* **Task brief**
Would you please transcribe, exactly as written, the lines of the entries below starting at the one that holds "let gain = parent_gini" and ending at the one that holds "let mut rows = Vec::new();", both included?

* **Data to examine**
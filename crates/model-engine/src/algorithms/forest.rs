//! Bagged Tree Ensemble

use crate::N_CLASSES;
use ndarray::ArrayView2;
use rand::rngs::StdRng;
use rand::seq::SliceRandom;
use rand::{Rng, SeedableRng};
use serde::{Deserialize, Serialize};

/// Random-forest hyperparameters
#[derive(Debug, Clone, PartialEq, Serialize, Deserialize)]
pub struct ForestParams {
    /// Number of bootstrapped trees
    pub n_trees: usize,
    /// Depth limit; `None` grows trees until purity
    pub max_depth: Option<usize>,
    /// Minimum samples required to attempt a split
    pub min_samples_split: usize,
    /// Minimum samples each child must keep
    pub min_samples_leaf: usize,
    /// RNG seed for bootstrapping and feature subsampling
    pub seed: u64,
}

impl Default for ForestParams {
    fn default() -> Self {
        Self {
            n_trees: 200,
            max_depth: None,
            min_samples_split: 3,
            min_samples_leaf: 1,
            seed: 42,
        }
    }
}

#[derive(Debug, Clone, PartialEq, Serialize, Deserialize)]
enum Node {
    Split {
        feature: usize,
        threshold: f64,
        left: usize,
        right: usize,
    },
    Leaf {
        distribution: Vec<f64>,
    },
}

#[derive(Debug, Clone, PartialEq, Serialize, Deserialize)]
struct Tree {
    nodes: Vec<Node>,
}

impl Tree {
    fn leaf_distribution(&self, row: &[f64]) -> &[f64] {
        let mut index = 0;
        loop {
            match &self.nodes[index] {
                Node::Split {
                    feature,
                    threshold,
                    left,
                    right,
                } => {
                    index = if row[*feature] <= *threshold {
                        *left
                    } else {
                        *right
                    };
                }
                Node::Leaf { distribution } => return distribution,
            }
        }
    }
}

/// Ensemble of CART trees grown on bootstrap samples with per-split feature
/// subsampling (sqrt of the feature count). Predictions average the leaf
/// class distributions across trees.
#[derive(Debug, Clone, PartialEq, Serialize, Deserialize)]
pub struct RandomForest {
    trees: Vec<Tree>,
}

impl RandomForest {
    /// Fit the ensemble
    pub fn fit(x: ArrayView2<'_, f64>, y: &[usize], params: &ForestParams) -> Self {
        let n = x.nrows();
        let mut rng = StdRng::seed_from_u64(params.seed);
        let mut trees = Vec::with_capacity(params.n_trees);

        for _ in 0..params.n_trees {
            let indices: Vec<usize> = (0..n).map(|_| rng.gen_range(0..n)).collect();
            let mut builder = TreeBuilder {
                x,
                y,
                params,
                nodes: Vec::new(),
            };
            builder.grow(indices, 0, &mut rng);
            trees.push(Tree {
                nodes: builder.nodes,
            });
        }

        Self { trees }
    }

    /// Averaged leaf distributions across all trees
    pub fn predict_proba(&self, x: ArrayView2<'_, f64>) -> Vec<[f64; N_CLASSES]> {
        let n_trees = self.trees.len().max(1) as f64;
        x.outer_iter()
            .map(|row| {
                let row: Vec<f64> = row.to_vec();
                let mut probs = [0.0; N_CLASSES];
                for tree in &self.trees {
                    for (p, leaf) in probs.iter_mut().zip(tree.leaf_distribution(&row)) {
                        *p += leaf;
                    }
                }
                for p in &mut probs {
                    *p /= n_trees;
                }
                probs
            })
            .collect()
    }
}

struct TreeBuilder<'a, 'b> {
    x: ArrayView2<'a, f64>,
    y: &'b [usize],
    params: &'b ForestParams,
    nodes: Vec<Node>,
}

impl TreeBuilder<'_, '_> {
    /// Grow a subtree over `indices`, returning its node id
    fn grow(&mut self, indices: Vec<usize>, depth: usize, rng: &mut StdRng) -> usize {
        let counts = class_counts(self.y, &indices);
        let depth_reached = self
            .params
            .max_depth
            .is_some_and(|limit| depth >= limit);

        if depth_reached
            || indices.len() < self.params.min_samples_split
            || is_pure(&counts)
        {
            return self.push_leaf(&counts, indices.len());
        }

        match self.best_split(&indices, rng) {
            Some((feature, threshold)) => {
                let (left_idx, right_idx): (Vec<usize>, Vec<usize>) = indices
                    .into_iter()
                    .partition(|&i| self.x[[i, feature]] <= threshold);

                let node_id = self.nodes.len();
                self.nodes.push(Node::Split {
                    feature,
                    threshold,
                    left: 0,
                    right: 0,
                });

                let left = self.grow(left_idx, depth + 1, rng);
                let right = self.grow(right_idx, depth + 1, rng);
                if let Node::Split {
                    left: l, right: r, ..
                } = &mut self.nodes[node_id]
                {
                    *l = left;
                    *r = right;
                }
                node_id
            }
            None => self.push_leaf(&counts, indices.len()),
        }
    }

    fn push_leaf(&mut self, counts: &[usize; N_CLASSES], total: usize) -> usize {
        let total = total.max(1) as f64;
        let distribution: Vec<f64> = counts.iter().map(|&c| c as f64 / total).collect();
        let node_id = self.nodes.len();
        self.nodes.push(Node::Leaf { distribution });
        node_id
    }

    /// Best Gini split over a random sqrt-sized subset of features
    fn best_split(&self, indices: &[usize], rng: &mut StdRng) -> Option<(usize, f64)> {
        let n_features = self.x.ncols();
        let n_candidates = (n_features as f64).sqrt().ceil() as usize;
        let mut features: Vec<usize> = (0..n_features).collect();
        features.shuffle(rng);
        features.truncate(n_candidates.max(1));

        let parent_gini = gini(&class_counts(self.y, indices), indices.len());
        let mut best: Option<(usize, f64, f64)> = None;

        for &feature in &features {
            let mut values: Vec<(f64, usize)> = indices
                .iter()
                .map(|&i| (self.x[[i, feature]], self.y[i]))
                .collect();
            values.sort_by(|a, b| a.0.total_cmp(&b.0));

            let total = values.len();
            let mut left_counts = [0usize; N_CLASSES];
            let mut right_counts = class_counts(self.y, indices);

            for split_at in 1..total {
                let (value, label) = values[split_at - 1];
                left_counts[label] += 1;
                right_counts[label] -= 1;

                // Can't split between equal feature values
                if value == values[split_at].0 {
                    continue;
                }
                if split_at < self.params.min_samples_leaf
                    || total - split_at < self.params.min_samples_leaf
                {
                    continue;
                }

                let left_gini = gini(&left_counts, split_at);
                let right_gini = gini(&right_counts, total - split_at);
                let weighted = (split_at as f64 * left_gini
                    + (total - split_at) as f64 * right_gini)
                    / total as f64;
                let gain = parent_gini - weighted;

                if gain > 1e-12 && best.map_or(true, |(_, _, g)| gain > g) {
                    let threshold = (value + values[split_at].0) / 2.0;
                    best = Some((feature, threshold, gain));
                }
            }
        }

        best.map(|(feature, threshold, _)| (feature, threshold))
    }
}

fn class_counts(y: &[usize], indices: &[usize]) -> [usize; N_CLASSES] {
    let mut counts = [0usize; N_CLASSES];
    for &i in indices {
        counts[y[i]] += 1;
    }
    counts
}

fn is_pure(counts: &[usize; N_CLASSES]) -> bool {
    counts.iter().filter(|&&c| c > 0).count() <= 1
}

fn gini(counts: &[usize; N_CLASSES], total: usize) -> f64 {
    if total == 0 {
        return 0.0;
    }
    let total = total as f64;
    1.0 - counts
        .iter()
        .map(|&c| {
            let p = c as f64 / total;
            p * p
        })
        .sum::<f64>()
}

#[cfg(test)]
mod tests {
    use super::*;
    use ndarray::Array2;

    fn blobs() -> (Array2<f64>, Vec<usize>) {
        // Two well-separated clusters in 2D
        let mut rows = Vec::new();
        let mut y = Vec::new();
        for i in 0..20 {
            let jitter = (i % 5) as f64 * 0.01;
            rows.extend_from_slice(&[0.0 + jitter, 0.0 + jitter]);
            y.push(0);
            rows.extend_from_slice(&[5.0 + jitter, 5.0 + jitter]);
            y.push(3);
        }
        (Array2::from_shape_vec((40, 2), rows).unwrap(), y)
    }

    #[test]
    fn test_separable_clusters_are_learned() {
        let (x, y) = blobs();
        let params = ForestParams {
            n_trees: 25,
            ..ForestParams::default()
        };
        let model = RandomForest::fit(x.view(), &y, &params);
        let preds = model.predict_proba(x.view());
        for (probs, &label) in preds.iter().zip(&y) {
            assert_eq!(super::super::argmax(probs), label);
        }
    }

    #[test]
    fn test_probabilities_sum_to_one() {
        let (x, y) = blobs();
        let params = ForestParams {
            n_trees: 10,
            ..ForestParams::default()
        };
        let model = RandomForest::fit(x.view(), &y, &params);
        for probs in model.predict_proba(x.view()) {
            let sum: f64 = probs.iter().sum();
            assert!((sum - 1.0).abs() < 1e-9);
        }
    }

    #[test]
    fn test_deterministic_with_same_seed() {
        let (x, y) = blobs();
        let params = ForestParams {
            n_trees: 5,
            ..ForestParams::default()
        };
        let a = RandomForest::fit(x.view(), &y, &params);
        let b = RandomForest::fit(x.view(), &y, &params);
        assert_eq!(a, b);
    }
}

* **Answer box**
                let gain = parent_gini - weighted;

                if gain > 1e-12 && best.map_or(true, |(_, _, g)| gain > g) {
                    let threshold = (value + values[split_at].0) / 2.0;
                    best = Some((feature, threshold, gain));
                }
            }
        }

        best.map(|(feature, threshold, _)| (feature, threshold))
    }
}

fn class_counts(y: &[usize], indices: &[usize]) -> [usize; N_CLASSES] {
    let mut counts = [0usize; N_CLASSES];
    for &i in indices {
        counts[y[i]] += 1;
    }
    counts
}

fn is_pure(counts: &[usize; N_CLASSES]) -> bool {
    counts.iter().filter(|&&c| c > 0).count() <= 1
}

fn gini(counts: &[usize; N_CLASSES], total: usize) -> f64 {
    if total == 0 {
        return 0.0;
    }
    let total = total as f64;
    1.0 - counts
        .iter()
        .map(|&c| {
            let p = c as f64 / total;
            p * p
        })
        .sum::<f64>()
}

#[cfg(test)]
mod tests {
    use super::*;
    use ndarray::Array2;

    fn blobs() -> (Array2<f64>, Vec<usize>) {
        // Two well-separated clusters in 2D
        let mut rows = Vec::new();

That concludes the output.